EXTRACTED DATA below:
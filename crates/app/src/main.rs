//! SimpleOverlay - pin an image above other windows
//!
//! A small control window drives a borderless overlay that passes clicks
//! through until move mode is switched on.

#![cfg_attr(not(debug_assertions), windows_subsystem = "windows")]

mod cli;
mod state;
mod surface;
mod ui;
#[cfg(not(windows))]
mod viewport;

use crate::ui::ControlApp;
use eframe::egui;
use log::info;

fn main() -> anyhow::Result<()> {
    env_logger::Builder::from_env(env_logger::Env::default().default_filter_or("info")).init();

    let args = cli::parse_args();
    info!(
        "Starting SimpleOverlay (opacity {}, move mode {})",
        args.opacity, args.move_mode
    );

    // Overlay geometry is computed in physical pixels.
    #[cfg(windows)]
    unsafe {
        use windows::Win32::UI::HiDpi::{
            SetProcessDpiAwarenessContext, DPI_AWARENESS_CONTEXT_PER_MONITOR_AWARE_V2,
        };
        let _ = SetProcessDpiAwarenessContext(DPI_AWARENESS_CONTEXT_PER_MONITOR_AWARE_V2);
    }

    let native_options = eframe::NativeOptions {
        viewport: egui::ViewportBuilder::default()
            .with_inner_size([420.0, 190.0])
            .with_min_inner_size([380.0, 170.0])
            .with_title("SimpleOverlay")
            .with_decorations(false)
            .with_always_on_top()
            .with_resizable(false),
        ..Default::default()
    };

    let cli::Args {
        image,
        opacity,
        move_mode,
    } = args;

    eframe::run_native(
        "SimpleOverlay",
        native_options,
        Box::new(move |cc| Ok(Box::new(ControlApp::new(cc, opacity, move_mode, image)))),
    )
    .map_err(|e| anyhow::anyhow!("control window failed: {e}"))?;

    info!("SimpleOverlay closed");
    Ok(())
}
End of EXTRACTED DATA.
In the entries above, the lines between the one holding "use eframe::egui;" and the one holding "in physical pixels.", inclusive, are to be printed exactly as written, and those alone.

use eframe::egui;
use log::info;

fn main() -> anyhow::Result<()> {
    env_logger::Builder::from_env(env_logger::Env::default().default_filter_or("info")).init();

    let args = cli::parse_args();
    info!(
        "Starting SimpleOverlay (opacity {}, move mode {})",
        args.opacity, args.move_mode
    );

    // Overlay geometry is computed in physical pixels.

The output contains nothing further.